Down To Earth brings you the top environmental cases heard in the Supreme Court, the high courts and the National Green Tribunal
The intention behind serving food to street dogs is commendable, but it should not cause convenience for people, the Karnataka High Court said on October 5, 2023.
The High Court noted that there have been no reported cases in which individuals who feed street dogs have also participated in the sterilisation and vaccination initiatives carried out by municipal corporations or public bodies.
The court mentioned a guideline from the Animal Welfare Board of India, issued on March 3, 2021. This guideline involves Resident Welfare Associations (RWA) and feeders working with representatives from the Animal Welfare Board of India to identify suitable spots for feeding stray dogs within colonies. These activities should not hinder other activities at these spots.
The High Court emphasised that while citizens have a genuine desire to feed street dogs, they also have a duty to ensure their actions do not disrupt, hinder, or pose health hazards to fellow citizens.
The division bench of Chief Justice Prasanna B Varale and Justice Krishna S Dixit noted that some critical areas were being used for feeding street dogs. For example, an open area near the Karnataka Vidhana Soudha entrance in Bengaluru saw citizens bringing food for street dogs and birds in their vehicles. There were also instances of feeding street dogs in areas frequented by walkers in Cubbon Park.
The High Court directed the Karnataka government to provide a comprehensive response and list appropriate remedial measures to address the matter.
On October 4, the National Green Tribunal (NGT) issued a directive to establish a committee tasked with investigating the allegations of pollution within the Kotwan Industrial area of Kosi Kalan, Mathura district of Uttar Pradesh.
This committee’s primary responsibilities include the collection of water samples from the discharge emanating from the factories in the concerned area and subsequently presenting a detailed report to the tribunal.
Furthermore, the committee is mandated to verify the accuracy of the incident reported in the newspaper, which pertains to the alleged release of untreated chemicals from these factories. If violations of environmental laws are identified, the committee is also entrusted with implementing appropriate preventive or remedial measures as deemed necessary.
The tribunal took suo motu cognisance to an article published on June 4, 2022, in Amar Ujala daily, which said 12 buffaloes had perished after consuming contaminated water discharged from the factories in the Kotwan Navipur Industrial Area.
The report additionally mentioned that authorities had collected water samples for testing purposes. The core allegation revolves around the units’ release of untreated toxic chemicals into the Kosi drain, from which the buffaloes had consumed the water.

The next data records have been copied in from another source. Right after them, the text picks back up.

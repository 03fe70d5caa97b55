//! Indexing coordinator: one indexing job per notebook.

use std::collections::HashMap;
use std::sync::{Arc, Mutex};

use tracing::{debug, info, warn};

use hub_core::{
    now_millis, Backend, HubError, IndexFreshness, IndexMode, IndexingJob, JobStatus, NotebookId,
    Result,
};

use crate::store::NotebookStore;

/// Submits indexing batches and tracks the last job of each notebook.
///
/// A job moves `running -> done | failed`. Failed jobs are never retried
/// automatically; calling [`start`](Self::start) again submits a new job.
pub struct IndexingCoordinator<B: Backend> {
    store: Arc<NotebookStore<B>>,
    jobs: Mutex<HashMap<NotebookId, IndexingJob>>,
}

impl<B: Backend> IndexingCoordinator<B> {
    pub fn new(store: Arc<NotebookStore<B>>) -> Self {
        Self {
            store,
            jobs: Mutex::new(HashMap::new()),
        }
    }

    /// Index a snapshot of the notebook's files as one batch.
    ///
    /// Fails with a validation error for an empty snapshot and with a
    /// conflict while another job for the same notebook is running.
    pub async fn start(
        &self,
        id: NotebookId,
        files: Vec<String>,
        mode: IndexMode,
    ) -> Result<IndexingJob> {
        if files.is_empty() {
            return Err(HubError::validation(format!(
                "notebook {} has no files to index",
                id
            )));
        }

        let job = {
            let mut jobs = self.lock()?;
            reject_running(&jobs, id)?;
            let job = IndexingJob::start(id, files, mode);
            jobs.insert(id, job.clone());
            job
        };

        info!(
            notebook = %id,
            job = %job.job_id,
            files = job.files.len(),
            "Indexing started ({})",
            mode
        );

        let outcome = self
            .store
            .backend()
            .index_files(id, &job.files, mode)
            .await;

        let mut jobs = self.lock()?;
        let current = match jobs.get_mut(&id) {
            Some(current) if current.job_id == job.job_id => current,
            _ => {
                debug!(notebook = %id, job = %job.job_id, "Job was dropped while running, ignoring completion");
                return outcome.map(|_| job);
            }
        };

        current.finished_at = Some(now_millis());
        match outcome {
            Ok(()) => {
                current.status = JobStatus::Done;
                info!(notebook = %id, job = %current.job_id, "Indexing done");
                Ok(current.clone())
            }
            Err(e) => {
                current.status = JobStatus::Failed;
                current.error = Some(e.to_string());
                warn!(notebook = %id, job = %current.job_id, "Indexing failed: {}", e);
                Err(e)
            }
        }
    }

    /// Fail with a conflict if a job for the notebook is running.
    ///
    /// Lets callers refuse a duplicate start before doing any remote work.
    pub fn ensure_not_running(&self, id: NotebookId) -> Result<()> {
        reject_running(&*self.lock()?, id)
    }

    /// Snapshot of the notebook's last job.
    pub fn status(&self, id: NotebookId) -> Option<IndexingJob> {
        self.jobs.lock().ok().and_then(|jobs| jobs.get(&id).cloned())
    }

    /// How far search over the notebook can be trusted, given its current
    /// membership.
    pub fn freshness(&self, id: NotebookId, current_files: &[String]) -> IndexFreshness {
        match self.status(id) {
            None => IndexFreshness::NotIndexed,
            Some(job) => match job.status {
                JobStatus::Running => IndexFreshness::Indexing,
                JobStatus::Failed => IndexFreshness::Failed,
                JobStatus::Idle => IndexFreshness::Stale,
                JobStatus::Done if job.covers(current_files) => IndexFreshness::Fresh,
                JobStatus::Done => IndexFreshness::Stale,
            },
        }
    }

    /// Mark a finished job as outdated after a membership change.
    ///
    /// Returns whether a job was invalidated.
    pub fn invalidate(&self, id: NotebookId) -> bool {
        let Ok(mut jobs) = self.jobs.lock() else {
            return false;
        };
        match jobs.get_mut(&id) {
            Some(job) if job.status == JobStatus::Done => {
                job.status = JobStatus::Idle;
                debug!(notebook = %id, "Index invalidated, re-index required");
                true
            }
            _ => false,
        }
    }

    /// Drop the notebook's job entirely.
    pub fn forget(&self, id: NotebookId) {
        if let Ok(mut jobs) = self.jobs.lock() {
            jobs.remove(&id);
        }
    }

    fn lock(&self) -> Result<std::sync::MutexGuard<'_, HashMap<NotebookId, IndexingJob>>> {
        self.jobs
            .lock()
            .map_err(|e| HubError::storage(e.to_string()))
    }
}

fn reject_running(jobs: &HashMap<NotebookId, IndexingJob>, id: NotebookId) -> Result<()> {
    match jobs.get(&id) {
        Some(job) if job.status == JobStatus::Running => Err(HubError::conflict(format!(
            "notebook {} is already being indexed (job {})",
            id, job.job_id
        ))),
        _ => Ok(()),
    }
}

A Uttar Pradesh government circular (issued in 2020) granting exemptions to brick kilns and activities related to handmade earthen pots from Environmental Clearance was brought before the NGT on October 4, 2023.
The tribunal acknowledged petitioner’s concerns regarding the matter and directed the state government to submit a response before the next hearing, scheduled for December 11, 2023.
The petitioner referenced a Supreme Court judgment, which had directed all states and Union Territories to require Environment Impact Assessment from the Union environment ministry for the grant and renewal of leases for minor minerals in areas of less than five hectares.
The NGT mandated forming a joint committee to investigate allegations of environmental violations during the construction of the Bundelkhand Expressway Project.
This committee will consist of the member secretary of the Uttar Pradesh Pollution Control Board, a representative from the Union Ministry of Road Transport and Highways, the relevant executive engineer from the Public Works Department and the district magistrate of Jalaun.
The joint committee’s primary objectives are to assess instances of illegal mining by the project proponent and the resultant environmental damage. It is also tasked with proposing preventative and remedial measures.
The committee must present its findings in a report by the upcoming hearing date, December 15, 2023. The hearing was initiated based on a petition dated June 12, 2023, sent by a resident of Narcha village, Jalaun, Uttar Pradesh.
The complaint alleged that during the construction of the Bundelkhand Expressway Project, the project proponent excavated soil up to 10-15 metress deep from farmers’ lands.
The applicant further claimed that this illicit activity damaged the road at multiple locations. Additionally, it alleged that despite the application for mining permission being made in 2021, mining had been ongoing since February 2020.
This unauthorised deep mining allegedly led to the deaths of hundreds of cattle and environmental harm. Contrary to the approved permission for mining up to 2 metress, the project proponent purportedly conducted mining from 20-55 feet deep in agricultural fields without seeking proper authorisation.